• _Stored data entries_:
◇ ◇ ◇ ◇ ◇ ◇ ◇

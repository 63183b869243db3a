// SPDX-License-Identifier: MIT

//! Typed wrappers over `rpm`, `db_recover`, `db_verify`, `rpm --rebuilddb`,
//! and yum transaction cleanup (C3). Every operation returns a classified
//! [`RpmSymptom`] alongside the raw [`CommandResult`] it was derived from.

use dcrpm_core::{CommandResult, Config, ExitStatus, RpmSymptom};
use dcrpm_supervisor::{RunSpec, Runner};

use crate::classify::{classify_query_stderr, classify_verify_failure};

/// Stateless wrapper tying a [`Runner`] to a run's [`Config`] for every
/// RPM-database probe and repair invocation.
pub struct RpmProbe<'a, R: Runner> {
    runner: &'a R,
    config: &'a Config,
}

impl<'a, R: Runner> RpmProbe<'a, R> {
    pub fn new(runner: &'a R, config: &'a Config) -> Self {
        Self { runner, config }
    }

    /// `rpm -qa --dbpath=<dbPath>`.
    pub async fn probe_query(&self) -> (RpmSymptom, CommandResult) {
        let argv = vec![
            self.config.rpm_bin.display().to_string(),
            "-qa".into(),
            format!("--dbpath={}", self.config.db_path.display()),
        ];
        let spec = RunSpec::new(argv, self.config.timeouts.query, self.config.timeouts.grace);
        let result = self.runner.run(spec).await;

        let symptom = match result.exit_status {
            ExitStatus::TimedOut => RpmSymptom::QueryHung,
            _ if !result.exit_status.is_success() => classify_query_stderr(&result.stderr_str())
                .unwrap_or_else(|| RpmSymptom::Unknown { raw: result.stderr_str().into_owned() }),
            _ => {
                let lines = result.stdout_lines();
                let expected = self.config.min_expected_packages;
                if lines.is_empty() {
                    RpmSymptom::QueryEmpty { expected }
                } else if lines.len() < expected {
                    RpmSymptom::QueryShort { expected, got: lines.len() }
                } else {
                    RpmSymptom::Healthy
                }
            }
        };

        (symptom, result)
    }

    /// `db_verify` on every db4 table file under `dbPath` (basenames
    /// starting with an uppercase letter). Missing `Packages` is reported
    /// before any verification is attempted, since nothing else is
    /// meaningful without it.
    pub async fn probe_tables(&self) -> (RpmSymptom, Vec<CommandResult>) {
        let tables = match self.list_table_files() {
            Ok(tables) => tables,
            Err(_) => return (RpmSymptom::TableMissing { table: "Packages".into() }, Vec::new()),
        };

        if !tables.iter().any(|t| t == "Packages") {
            return (RpmSymptom::TableMissing { table: "Packages".into() }, Vec::new());
        }

        let mut results = Vec::with_capacity(tables.len());
        let mut symptom = RpmSymptom::Healthy;

        for table in tables {
            let path = self.config.db_path.join(&table);
            let argv = vec![self.config.verify_bin.display().to_string(), path.display().to_string()];
            let spec = RunSpec::new(argv, self.config.timeouts.verify, self.config.timeouts.grace);
            let result = self.runner.run(spec).await;

            if !result.exit_status.is_success() && matches!(symptom, RpmSymptom::Healthy) {
                symptom = classify_verify_failure(&table, &result.stderr_str());
            }
            results.push(result);
        }

        (symptom, results)
    }

    /// Query every package name from the primary index, then attempt a
    /// per-package lookup; any lookup failure indicates the secondary
    /// indexes disagree with `Packages`.
    pub async fn probe_index_consistency(&self) -> (RpmSymptom, Vec<CommandResult>) {
        let list_argv = vec![
            self.config.rpm_bin.display().to_string(),
            "-qa".into(),
            "--qf".into(),
            "%{NAME}\\n".into(),
            format!("--dbpath={}", self.config.db_path.display()),
        ];
        let list_spec = RunSpec::new(list_argv, self.config.timeouts.query, self.config.timeouts.grace);
        let list_result = self.runner.run(list_spec).await;
        if !list_result.exit_status.is_success() {
            return (RpmSymptom::Healthy, vec![list_result]);
        }

        let mut results = vec![list_result.clone()];
        for name in list_result.stdout_lines() {
            let argv = vec![
                self.config.rpm_bin.display().to_string(),
                "-q".into(),
                name.clone(),
                format!("--dbpath={}", self.config.db_path.display()),
            ];
            let spec = RunSpec::new(argv, self.config.timeouts.query, self.config.timeouts.grace);
            let result = self.runner.run(spec).await;
            let failed = !result.exit_status.is_success();
            results.push(result);
            if failed {
                return (RpmSymptom::IndexInconsistent { package: name }, results);
            }
        }

        (RpmSymptom::Healthy, results)
    }

    /// `transaction-*` files left behind under `ysPath`.
    pub async fn probe_yum_transactions(&self) -> RpmSymptom {
        let count = std::fs::read_dir(&self.config.ys_path)
            .map(|entries| {
                entries
                    .filter_map(Result::ok)
                    .filter(|entry| entry.file_name().to_string_lossy().starts_with("transaction-"))
                    .count()
            })
            .unwrap_or(0);

        if count > 0 {
            RpmSymptom::StaleYumTransaction { count }
        } else {
            RpmSymptom::Healthy
        }
    }

    /// `db_recover -v`, conventionally run with `cwd = dbPath`.
    pub async fn recover_db(&self) -> CommandResult {
        let argv = vec![self.config.recover_bin.display().to_string(), "-v".into()];
        let spec = RunSpec::new(argv, self.config.timeouts.recover, self.config.timeouts.grace)
            .with_cwd(self.config.db_path.clone());
        self.runner.run(spec).await
    }

    /// `rpm --rebuilddb --dbpath=<dbPath>`.
    pub async fn rebuild_db(&self) -> CommandResult {
        let argv = vec![
            self.config.rpm_bin.display().to_string(),
            "--rebuilddb".into(),
            format!("--dbpath={}", self.config.db_path.display()),
        ];
        let spec = RunSpec::new(argv, self.config.timeouts.rebuild, self.config.timeouts.grace);
        self.runner.run(spec).await
    }

    /// `yum-complete-transaction --cleanup-only`, resolved as a sibling of
    /// the configured `yum` binary.
    pub async fn clean_yum_transactions(&self) -> CommandResult {
        let argv = vec![self.yum_complete_transaction_bin().display().to_string(), "--cleanup-only".into()];
        let spec = RunSpec::new(argv, self.config.timeouts.yum, self.config.timeouts.grace);
        self.runner.run(spec).await
    }

    fn yum_complete_transaction_bin(&self) -> std::path::PathBuf {
        self.config
            .yum_bin
            .parent()
            .map(|dir| dir.join("yum-complete-transaction"))
            .unwrap_or_else(|| std::path::PathBuf::from("yum-complete-transaction"))
    }

    fn list_table_files(&self) -> std::io::Result<Vec<String>> {
        let mut tables: Vec<String> = std::fs::read_dir(&self.config.db_path)?
            .filter_map(Result::ok)
            .filter_map(|entry| entry.file_name().to_str().map(str::to_string))
            .filter(|name| name.chars().next().is_some_and(|c| c.is_ascii_uppercase()))
            .collect();
        tables.sort();
        Ok(tables)
    }
}

#[cfg(test)]
#[path = "rpm_tests.rs"]
mod tests;
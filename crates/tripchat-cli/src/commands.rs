//! Parsing of prompt input into chat messages and slash commands.

use thiserror::Error;
use tripchat_client::Provider;

#[derive(Debug, PartialEq, Eq)]
pub enum Input {
    Empty,
    Message(String),
    Command(Command),
}

#[derive(Debug, PartialEq, Eq)]
pub enum Command {
    /// Switch the upstream provider.
    Provider(Provider),
    /// Set the model override; `None` falls back to the server default.
    Model(Option<String>),
    History,
    Help,
    Quit,
}

#[derive(Debug, Error, PartialEq, Eq)]
pub enum CommandError {
    #[error("unknown command: /{0} (try /help)")]
    Unknown(String),

    #[error("usage: {0}")]
    Usage(&'static str),

    #[error("unknown provider '{0}' (expected gemini or openrouter)")]
    Provider(String),
}

pub const HELP: &str = "\
/provider <gemini|openrouter>  switch provider
/model [id]                    set the OpenRouter model (blank for server default)
/history                       show the conversation so far
/help                          show this help
/quit                          leave";

pub fn parse(line: &str) -> Result<Input, CommandError> {
    let line = line.trim();
    if line.is_empty() {
        return Ok(Input::Empty);
    }

    let Some(rest) = line.strip_prefix('/') else {
        return Ok(Input::Message(line.to_string()));
    };

    let (name, arg) = match rest.split_once(char::is_whitespace) {
        Some((name, arg)) => (name, arg.trim()),
        None => (rest, ""),
    };

    let command = match name {
        "provider" => {
            if arg.is_empty() {
                return Err(CommandError::Usage("/provider <gemini|openrouter>"));
            }
            let provider = arg
                .parse()
                .map_err(|_| CommandError::Provider(arg.to_string()))?;
            Command::Provider(provider)
        }
        "model" => Command::Model(Some(arg.to_string()).filter(|m| !m.is_empty())),
        "history" => Command::History,
        "help" | "?" => Command::Help,
        "quit" | "exit" | "q" => Command::Quit,
        other => return Err(CommandError::Unknown(other.to_string())),
    };
    Ok(Input::Command(command))
}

◇ ◇ ◇ ◇ ◇ ◇ ◇

• _Task details_: Find each line in the records holding the string "trim" and show it.

• _Your response_:
    let line = line.trim();
        Some((name, arg)) => (name, arg.trim()),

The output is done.